Harper told the opening ceremony of the summit of French-speaking nations in Senegal on Saturday that 100 million females were forced into marriage between 2004 and 2014 before reaching adulthood.
"When girls cannot achieve their full potential, everyone suffers: the girls, their children, their communities and their countries," he said.
Harper described family as the foundation of society, adding it cannot thrive if it is based on constraint and inequality.
The main theme at the 15th summit of French-speaking nations is women and youth.
Harper announced Friday that Canada would contribute $500 million to a program aimed at providing vaccines for impoverished children around the world.
He noted Saturday that delegates at the summit will vote on a Canadian resolution on the health of mothers, newborns and children.
"Every year, hundreds of thousands of women do not survive pregnancy or childbirth," said Harper, who is at the summit alongside two premiers — Quebec's Philippe Couillard and New Brunswick's Brian Gallant.
"In 2013, more than six million children died before their fifth birthday."
Harper said a Canadian-led initiative from the G-8 summit in 2010 has reduced maternal mortality and improved the health of mothers and children in the poorest countries in the world.

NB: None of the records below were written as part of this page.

// Copyright (c) 2025 Kirky.X
//
// Licensed under the MIT License
// See LICENSE file in the project root for full license information.

use chrono::{DateTime, Utc};
use serde::{Deserialize, Serialize};
use std::cmp::Ordering;
use std::fmt;
use std::str::FromStr;

/// 结果集过大、无法完整轮询的目标名称
pub const UNBOUNDED_TARGET_NAME: &str = "WIX";

/// 目标生命周期状态
#[derive(Debug, Clone, Copy, PartialEq, Eq, Hash, Serialize, Deserialize)]
#[serde(rename_all = "snake_case")]
pub enum TargetStatus {
    Init,
    Fetched,
    Disabled,
}

impl TargetStatus {
    pub fn as_str(&self) -> &'static str {
        match self {
            TargetStatus::Init => "init",
            TargetStatus::Fetched => "fetched",
            TargetStatus::Disabled => "disabled",
        }
    }
}

impl fmt::Display for TargetStatus {
    fn fmt(&self, f: &mut fmt::Formatter<'_>) -> fmt::Result {
        f.write_str(self.as_str())
    }
}

impl FromStr for TargetStatus {
    type Err = String;

    fn from_str(s: &str) -> Result<Self, Self::Err> {
        match s {
            "init" => Ok(TargetStatus::Init),
            "fetched" => Ok(TargetStatus::Fetched),
            "disabled" => Ok(TargetStatus::Disabled),
            other => Err(format!("unknown target status: {}", other)),
        }
    }
}

/// 目标分类，决定游标推进策略
#[derive(Debug, Clone, Copy, PartialEq, Eq)]
pub enum TargetClass {
    /// 游标停在末页，不回绕
    Unbounded,
    /// 每轮完整扫描后回到第一页
    Bounded,
}

/// 抓取目标（通常是一个托管商IP）
#[derive(Debug, Clone, PartialEq, Serialize, Deserialize)]
pub struct Target {
    pub id: i32,
    pub ip: String,
    pub name: String,
    pub status: TargetStatus,
    /// 显式标记为无界目标
    pub unbounded: bool,
    /// 抓取游标，从1开始
    pub current_page: i32,
    pub last_fetched_at: Option<DateTime<Utc>>,
    pub last_full_scan_at: Option<DateTime<Utc>>,
    pub created_at: DateTime<Utc>,
    pub updated_at: DateTime<Utc>,
}

impl Target {
    pub fn new(ip: impl Into<String>, name: impl Into<String>, unbounded: bool) -> Self {
        let now = Utc::now();
        Self {
            id: 0,
            ip: ip.into(),
            name: name.into(),
            status: TargetStatus::Init,
            unbounded,
            current_page: 1,
            last_fetched_at: None,
            last_full_scan_at: None,
            created_at: now,
            updated_at: now,
        }
    }

    pub fn class(&self) -> TargetClass {
        if self.unbounded || self.name == UNBOUNDED_TARGET_NAME {
            TargetClass::Unbounded
        } else {
            TargetClass::Bounded
        }
    }

    pub fn is_active(&self) -> bool {
        self.status != TargetStatus::Disabled
    }

    /// 当前页，非正数按第一页处理
    pub fn page(&self) -> i32 {
        self.current_page.max(1)
    }
}

/// 按"陈旧度"比较两个目标
///
/// 从未抓取过的目标排在最前，其次按最后抓取时间升序，相同时按ID升序。
pub fn staleness_order(a: &Target, b: &Target) -> Ordering {
    match (a.last_fetched_at, b.last_fetched_at) {
        (None, None) => a.id.cmp(&b.id),
        (None, Some(_)) => Ordering::Less,
        (Some(_), None) => Ordering::Greater,
        (Some(x), Some(y)) => x.cmp(&y).then(a.id.cmp(&b.id)),
    }
}

pub fn sort_by_staleness(targets: &mut [Target]) {
    targets.sort_by(staleness_order);
}

#[cfg(test)]
mod tests {
    use super::*;
    use chrono::Duration;

    fn target(id: i32, last_fetched_at: Option<DateTime<Utc>>) -> Target {
        let mut t = Target::new(format!("192.0.2.{}", id), format!("t{}", id), false);
        t.id = id;
        t.last_fetched_at = last_fetched_at;
        t
    }

    #[test]
    fn test_sort_by_staleness_puts_never_fetched_first() {
        let t1 = Utc::now() - Duration::hours(2);
        let t2 = Utc::now() - Duration::hours(1);
        let mut targets = vec![
            target(4, Some(t2)),
            target(3, None),
            target(2, Some(t1)),
            target(1, None),
        ];

        sort_by_staleness(&mut targets);

        let order: Vec<i32> = targets.iter().map(|t| t.id).collect();
        assert_eq!(order, vec![1, 3, 2, 4]);
    }

    #[test]
    fn test_sort_by_staleness_breaks_ties_by_id() {
        let at = Utc::now();
        let mut targets = vec![target(9, Some(at)), target(5, Some(at))];
        sort_by_staleness(&mut targets);
        assert_eq!(targets[0].id, 5);
    }

    #[test]
    fn test_target_class() {
        assert_eq!(Target::new("a", "WIX", false).class(), TargetClass::Unbounded);
        assert_eq!(Target::new("a", "sakura", true).class(), TargetClass::Unbounded);
        assert_eq!(Target::new("a", "sakura", false).class(), TargetClass::Bounded);
    }

    #[test]
    fn test_page_defaults_to_one() {
        let mut t = Target::new("a", "b", false);
        t.current_page = 0;
        assert_eq!(t.page(), 1);
        t.current_page = -3;
        assert_eq!(t.page(), 1);
        t.current_page = 7;
        assert_eq!(t.page(), 7);
    }
}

"Between 2010 and 2013 — in just three years — two million deaths were prevented because children had access to basic vaccines.
"I firmly believe that it is possible to put an end to preventable maternal and child deaths within a generation."
The summit ends Sunday, the day a new secretary general of la Francophonie will be elected to succeed the outgoing Abdou Diouf.
Former governor general Michaelle Jean is one of five candidates in the race.
While Jean has the support of the federal government, Quebec, New Brunswick and her native Haiti, it remains to be seen how many other members of la Francophonie will endorse her.
The organization has 57 members or associate members, while another 20 jurisdictions have observer status.